Copy every line from the material below that holds "never".

## Records provided
----

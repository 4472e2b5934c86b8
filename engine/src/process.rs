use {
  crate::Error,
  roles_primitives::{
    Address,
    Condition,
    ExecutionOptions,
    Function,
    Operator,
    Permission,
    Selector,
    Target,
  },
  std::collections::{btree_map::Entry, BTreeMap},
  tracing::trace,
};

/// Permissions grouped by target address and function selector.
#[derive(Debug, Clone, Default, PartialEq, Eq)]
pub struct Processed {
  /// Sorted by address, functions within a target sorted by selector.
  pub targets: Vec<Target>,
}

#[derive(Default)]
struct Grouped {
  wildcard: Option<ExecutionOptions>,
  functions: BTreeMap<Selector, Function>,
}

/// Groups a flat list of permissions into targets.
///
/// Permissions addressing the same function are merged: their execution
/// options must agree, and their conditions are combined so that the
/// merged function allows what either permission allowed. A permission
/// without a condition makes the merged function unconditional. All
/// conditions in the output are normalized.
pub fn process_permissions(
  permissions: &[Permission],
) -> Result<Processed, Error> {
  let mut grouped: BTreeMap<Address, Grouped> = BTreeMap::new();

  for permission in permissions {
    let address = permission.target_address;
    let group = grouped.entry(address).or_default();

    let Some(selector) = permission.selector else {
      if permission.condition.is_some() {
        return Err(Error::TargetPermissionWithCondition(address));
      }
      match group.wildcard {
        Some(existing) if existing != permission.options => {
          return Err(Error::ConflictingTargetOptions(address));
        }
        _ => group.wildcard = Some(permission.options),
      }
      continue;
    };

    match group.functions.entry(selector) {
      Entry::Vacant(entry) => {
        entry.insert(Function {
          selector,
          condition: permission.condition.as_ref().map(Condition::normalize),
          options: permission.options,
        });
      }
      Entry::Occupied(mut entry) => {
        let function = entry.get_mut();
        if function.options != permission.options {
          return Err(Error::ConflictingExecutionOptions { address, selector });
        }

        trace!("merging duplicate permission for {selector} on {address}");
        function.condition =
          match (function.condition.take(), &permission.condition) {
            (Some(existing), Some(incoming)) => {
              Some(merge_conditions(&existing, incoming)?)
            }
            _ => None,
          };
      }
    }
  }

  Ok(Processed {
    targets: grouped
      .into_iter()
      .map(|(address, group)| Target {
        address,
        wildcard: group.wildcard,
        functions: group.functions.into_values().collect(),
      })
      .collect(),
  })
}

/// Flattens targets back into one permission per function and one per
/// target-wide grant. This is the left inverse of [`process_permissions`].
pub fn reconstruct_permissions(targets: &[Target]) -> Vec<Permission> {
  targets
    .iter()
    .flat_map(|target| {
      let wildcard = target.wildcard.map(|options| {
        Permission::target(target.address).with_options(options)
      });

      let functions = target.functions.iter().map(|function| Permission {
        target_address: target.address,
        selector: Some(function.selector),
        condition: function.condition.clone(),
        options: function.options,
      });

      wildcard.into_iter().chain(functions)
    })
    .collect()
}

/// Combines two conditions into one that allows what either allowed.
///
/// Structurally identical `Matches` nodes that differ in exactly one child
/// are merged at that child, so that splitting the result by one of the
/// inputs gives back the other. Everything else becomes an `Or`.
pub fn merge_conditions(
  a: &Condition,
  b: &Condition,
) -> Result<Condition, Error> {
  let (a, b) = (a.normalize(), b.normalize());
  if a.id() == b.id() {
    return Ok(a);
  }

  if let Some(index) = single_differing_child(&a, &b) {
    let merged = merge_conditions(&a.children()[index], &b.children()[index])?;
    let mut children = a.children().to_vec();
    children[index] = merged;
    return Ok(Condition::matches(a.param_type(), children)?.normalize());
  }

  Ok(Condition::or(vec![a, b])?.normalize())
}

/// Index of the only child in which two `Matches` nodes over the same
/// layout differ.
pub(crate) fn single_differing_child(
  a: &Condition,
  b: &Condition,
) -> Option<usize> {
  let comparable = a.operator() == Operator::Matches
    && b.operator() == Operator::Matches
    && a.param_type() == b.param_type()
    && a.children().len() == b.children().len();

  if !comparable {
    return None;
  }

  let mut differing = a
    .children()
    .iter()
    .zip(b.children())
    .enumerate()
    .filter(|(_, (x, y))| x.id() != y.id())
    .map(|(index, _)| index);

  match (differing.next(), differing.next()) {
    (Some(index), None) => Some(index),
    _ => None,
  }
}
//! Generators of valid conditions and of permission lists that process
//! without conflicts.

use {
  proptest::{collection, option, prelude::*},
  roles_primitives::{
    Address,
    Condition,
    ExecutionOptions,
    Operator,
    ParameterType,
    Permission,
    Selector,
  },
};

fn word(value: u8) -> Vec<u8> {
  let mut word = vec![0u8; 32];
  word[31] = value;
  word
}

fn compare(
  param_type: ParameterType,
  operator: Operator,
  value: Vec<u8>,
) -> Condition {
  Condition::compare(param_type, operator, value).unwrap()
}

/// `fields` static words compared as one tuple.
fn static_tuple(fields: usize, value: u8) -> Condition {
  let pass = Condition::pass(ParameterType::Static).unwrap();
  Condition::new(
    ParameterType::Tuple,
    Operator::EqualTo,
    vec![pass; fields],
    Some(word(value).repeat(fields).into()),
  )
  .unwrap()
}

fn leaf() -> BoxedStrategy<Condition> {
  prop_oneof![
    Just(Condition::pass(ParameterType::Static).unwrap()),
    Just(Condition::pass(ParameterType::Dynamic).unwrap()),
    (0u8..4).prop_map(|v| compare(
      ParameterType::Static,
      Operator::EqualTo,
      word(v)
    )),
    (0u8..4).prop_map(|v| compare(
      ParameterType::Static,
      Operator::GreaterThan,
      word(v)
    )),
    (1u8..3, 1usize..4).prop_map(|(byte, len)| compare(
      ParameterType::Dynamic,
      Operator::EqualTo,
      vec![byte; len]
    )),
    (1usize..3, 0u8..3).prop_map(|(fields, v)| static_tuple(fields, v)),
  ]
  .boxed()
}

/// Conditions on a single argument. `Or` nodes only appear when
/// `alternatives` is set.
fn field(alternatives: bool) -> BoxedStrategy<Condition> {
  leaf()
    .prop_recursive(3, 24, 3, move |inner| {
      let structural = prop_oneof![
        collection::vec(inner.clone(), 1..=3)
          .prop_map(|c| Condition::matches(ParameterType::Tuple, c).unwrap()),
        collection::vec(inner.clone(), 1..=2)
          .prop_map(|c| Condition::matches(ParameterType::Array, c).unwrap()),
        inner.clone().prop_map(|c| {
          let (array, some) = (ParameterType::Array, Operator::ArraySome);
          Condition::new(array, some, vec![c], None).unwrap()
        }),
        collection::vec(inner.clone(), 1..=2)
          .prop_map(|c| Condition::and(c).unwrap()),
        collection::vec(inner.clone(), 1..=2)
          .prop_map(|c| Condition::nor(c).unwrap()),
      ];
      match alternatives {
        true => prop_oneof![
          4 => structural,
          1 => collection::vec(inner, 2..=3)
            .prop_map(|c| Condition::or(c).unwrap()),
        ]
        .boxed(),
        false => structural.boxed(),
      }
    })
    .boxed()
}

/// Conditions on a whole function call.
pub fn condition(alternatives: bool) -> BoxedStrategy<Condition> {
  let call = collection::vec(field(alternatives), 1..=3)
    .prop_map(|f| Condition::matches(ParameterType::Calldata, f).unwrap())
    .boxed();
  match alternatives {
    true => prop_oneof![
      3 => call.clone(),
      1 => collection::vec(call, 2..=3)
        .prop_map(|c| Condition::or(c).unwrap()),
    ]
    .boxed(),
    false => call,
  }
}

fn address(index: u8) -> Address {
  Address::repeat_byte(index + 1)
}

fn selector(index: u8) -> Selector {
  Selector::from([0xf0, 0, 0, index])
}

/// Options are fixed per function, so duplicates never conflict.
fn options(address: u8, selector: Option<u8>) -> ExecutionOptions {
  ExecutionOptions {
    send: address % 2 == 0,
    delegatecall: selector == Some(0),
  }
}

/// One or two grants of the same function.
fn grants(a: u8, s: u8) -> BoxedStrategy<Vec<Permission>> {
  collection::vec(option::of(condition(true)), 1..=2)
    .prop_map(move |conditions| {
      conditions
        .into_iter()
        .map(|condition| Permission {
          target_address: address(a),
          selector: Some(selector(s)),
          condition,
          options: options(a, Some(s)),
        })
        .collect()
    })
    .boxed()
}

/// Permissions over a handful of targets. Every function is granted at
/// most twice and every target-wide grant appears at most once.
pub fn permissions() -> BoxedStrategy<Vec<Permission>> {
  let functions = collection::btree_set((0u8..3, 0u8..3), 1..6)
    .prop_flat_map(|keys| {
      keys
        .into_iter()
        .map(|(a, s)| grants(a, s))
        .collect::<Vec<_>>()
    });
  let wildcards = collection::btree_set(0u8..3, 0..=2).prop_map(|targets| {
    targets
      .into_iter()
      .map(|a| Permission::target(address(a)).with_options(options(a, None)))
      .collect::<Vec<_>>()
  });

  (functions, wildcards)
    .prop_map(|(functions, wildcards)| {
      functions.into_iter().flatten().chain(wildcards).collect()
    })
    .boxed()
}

----

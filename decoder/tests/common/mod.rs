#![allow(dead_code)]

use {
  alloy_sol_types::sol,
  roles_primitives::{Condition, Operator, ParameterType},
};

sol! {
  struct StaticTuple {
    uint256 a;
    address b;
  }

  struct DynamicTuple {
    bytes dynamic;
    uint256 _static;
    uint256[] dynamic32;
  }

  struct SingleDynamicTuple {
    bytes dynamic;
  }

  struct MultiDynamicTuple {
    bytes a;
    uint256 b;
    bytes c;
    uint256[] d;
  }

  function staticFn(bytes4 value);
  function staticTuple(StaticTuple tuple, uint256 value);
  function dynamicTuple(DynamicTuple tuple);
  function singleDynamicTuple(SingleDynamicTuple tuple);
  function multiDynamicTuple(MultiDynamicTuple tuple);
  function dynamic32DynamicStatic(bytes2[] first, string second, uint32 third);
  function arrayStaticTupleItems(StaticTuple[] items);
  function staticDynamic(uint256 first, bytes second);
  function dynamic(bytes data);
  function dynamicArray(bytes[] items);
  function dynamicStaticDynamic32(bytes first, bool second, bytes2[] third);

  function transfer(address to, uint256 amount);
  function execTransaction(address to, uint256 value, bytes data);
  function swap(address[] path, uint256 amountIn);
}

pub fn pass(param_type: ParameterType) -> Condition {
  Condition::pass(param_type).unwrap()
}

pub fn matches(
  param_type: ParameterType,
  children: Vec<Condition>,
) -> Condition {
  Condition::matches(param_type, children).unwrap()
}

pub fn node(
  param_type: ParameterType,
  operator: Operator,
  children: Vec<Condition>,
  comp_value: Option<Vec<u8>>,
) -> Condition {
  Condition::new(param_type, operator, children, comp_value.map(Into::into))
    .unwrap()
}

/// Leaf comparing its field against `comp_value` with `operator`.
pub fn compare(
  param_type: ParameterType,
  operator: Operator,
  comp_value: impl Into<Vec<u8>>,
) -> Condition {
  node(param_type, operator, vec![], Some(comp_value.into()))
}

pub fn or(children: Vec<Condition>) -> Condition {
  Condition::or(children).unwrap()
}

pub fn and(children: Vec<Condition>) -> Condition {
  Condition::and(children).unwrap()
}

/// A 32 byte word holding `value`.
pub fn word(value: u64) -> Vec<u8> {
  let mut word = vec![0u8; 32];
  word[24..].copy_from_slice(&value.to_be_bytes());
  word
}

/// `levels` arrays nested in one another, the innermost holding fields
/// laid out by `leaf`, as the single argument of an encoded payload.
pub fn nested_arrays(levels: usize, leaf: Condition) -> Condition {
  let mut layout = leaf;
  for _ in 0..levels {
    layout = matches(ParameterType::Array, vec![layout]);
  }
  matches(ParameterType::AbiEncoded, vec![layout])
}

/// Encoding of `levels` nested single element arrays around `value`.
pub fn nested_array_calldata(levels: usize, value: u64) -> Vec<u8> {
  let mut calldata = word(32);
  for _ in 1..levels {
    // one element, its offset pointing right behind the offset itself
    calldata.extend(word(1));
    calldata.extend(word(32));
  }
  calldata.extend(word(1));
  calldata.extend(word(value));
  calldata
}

----

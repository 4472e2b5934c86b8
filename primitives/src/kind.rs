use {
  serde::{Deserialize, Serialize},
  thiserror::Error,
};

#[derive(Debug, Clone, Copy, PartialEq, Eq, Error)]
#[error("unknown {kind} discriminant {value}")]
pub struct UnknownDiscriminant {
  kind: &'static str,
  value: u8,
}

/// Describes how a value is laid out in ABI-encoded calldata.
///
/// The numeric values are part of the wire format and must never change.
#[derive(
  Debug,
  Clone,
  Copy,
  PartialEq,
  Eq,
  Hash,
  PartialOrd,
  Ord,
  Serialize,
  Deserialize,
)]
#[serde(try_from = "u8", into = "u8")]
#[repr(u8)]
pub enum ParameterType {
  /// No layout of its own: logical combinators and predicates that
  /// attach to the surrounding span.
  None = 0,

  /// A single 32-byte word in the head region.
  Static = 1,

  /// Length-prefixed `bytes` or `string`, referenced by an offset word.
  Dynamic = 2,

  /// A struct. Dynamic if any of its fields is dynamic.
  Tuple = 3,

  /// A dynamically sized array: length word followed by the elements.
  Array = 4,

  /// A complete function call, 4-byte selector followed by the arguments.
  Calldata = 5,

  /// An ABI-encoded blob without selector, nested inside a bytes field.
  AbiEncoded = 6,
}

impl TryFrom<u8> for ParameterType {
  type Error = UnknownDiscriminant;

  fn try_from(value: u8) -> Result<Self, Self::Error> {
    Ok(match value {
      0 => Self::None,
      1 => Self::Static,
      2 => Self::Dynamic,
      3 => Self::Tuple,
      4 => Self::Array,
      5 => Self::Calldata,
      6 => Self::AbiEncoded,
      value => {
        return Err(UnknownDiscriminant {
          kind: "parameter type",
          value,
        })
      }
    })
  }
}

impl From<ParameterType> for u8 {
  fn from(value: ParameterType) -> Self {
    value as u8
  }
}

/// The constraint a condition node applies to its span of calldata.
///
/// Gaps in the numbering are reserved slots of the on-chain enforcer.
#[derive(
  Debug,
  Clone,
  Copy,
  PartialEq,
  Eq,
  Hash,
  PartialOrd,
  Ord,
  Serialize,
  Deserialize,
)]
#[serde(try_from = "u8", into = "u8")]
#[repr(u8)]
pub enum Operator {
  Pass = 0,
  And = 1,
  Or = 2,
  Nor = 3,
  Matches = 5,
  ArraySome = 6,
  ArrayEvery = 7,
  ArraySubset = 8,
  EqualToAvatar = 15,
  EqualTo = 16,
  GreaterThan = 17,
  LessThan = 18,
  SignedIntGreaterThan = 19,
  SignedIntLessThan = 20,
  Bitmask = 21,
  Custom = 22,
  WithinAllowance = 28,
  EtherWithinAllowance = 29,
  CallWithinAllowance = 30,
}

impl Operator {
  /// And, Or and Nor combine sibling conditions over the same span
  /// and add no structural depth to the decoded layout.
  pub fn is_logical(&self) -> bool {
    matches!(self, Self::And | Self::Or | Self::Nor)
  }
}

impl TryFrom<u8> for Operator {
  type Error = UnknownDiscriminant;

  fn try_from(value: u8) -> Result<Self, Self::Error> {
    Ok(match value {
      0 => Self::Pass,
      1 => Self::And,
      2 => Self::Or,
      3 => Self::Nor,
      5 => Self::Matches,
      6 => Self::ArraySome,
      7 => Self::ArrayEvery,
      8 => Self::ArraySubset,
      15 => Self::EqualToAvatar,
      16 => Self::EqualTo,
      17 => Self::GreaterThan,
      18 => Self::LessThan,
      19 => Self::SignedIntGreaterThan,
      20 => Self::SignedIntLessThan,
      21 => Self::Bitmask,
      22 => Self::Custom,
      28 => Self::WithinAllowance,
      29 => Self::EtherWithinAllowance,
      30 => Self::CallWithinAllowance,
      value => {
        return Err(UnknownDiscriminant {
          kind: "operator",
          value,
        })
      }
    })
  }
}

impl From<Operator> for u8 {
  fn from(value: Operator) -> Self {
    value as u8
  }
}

----

## Output for this task
/// Options are fixed per function, so duplicates never conflict.
/// The numeric values are part of the wire format and must never change.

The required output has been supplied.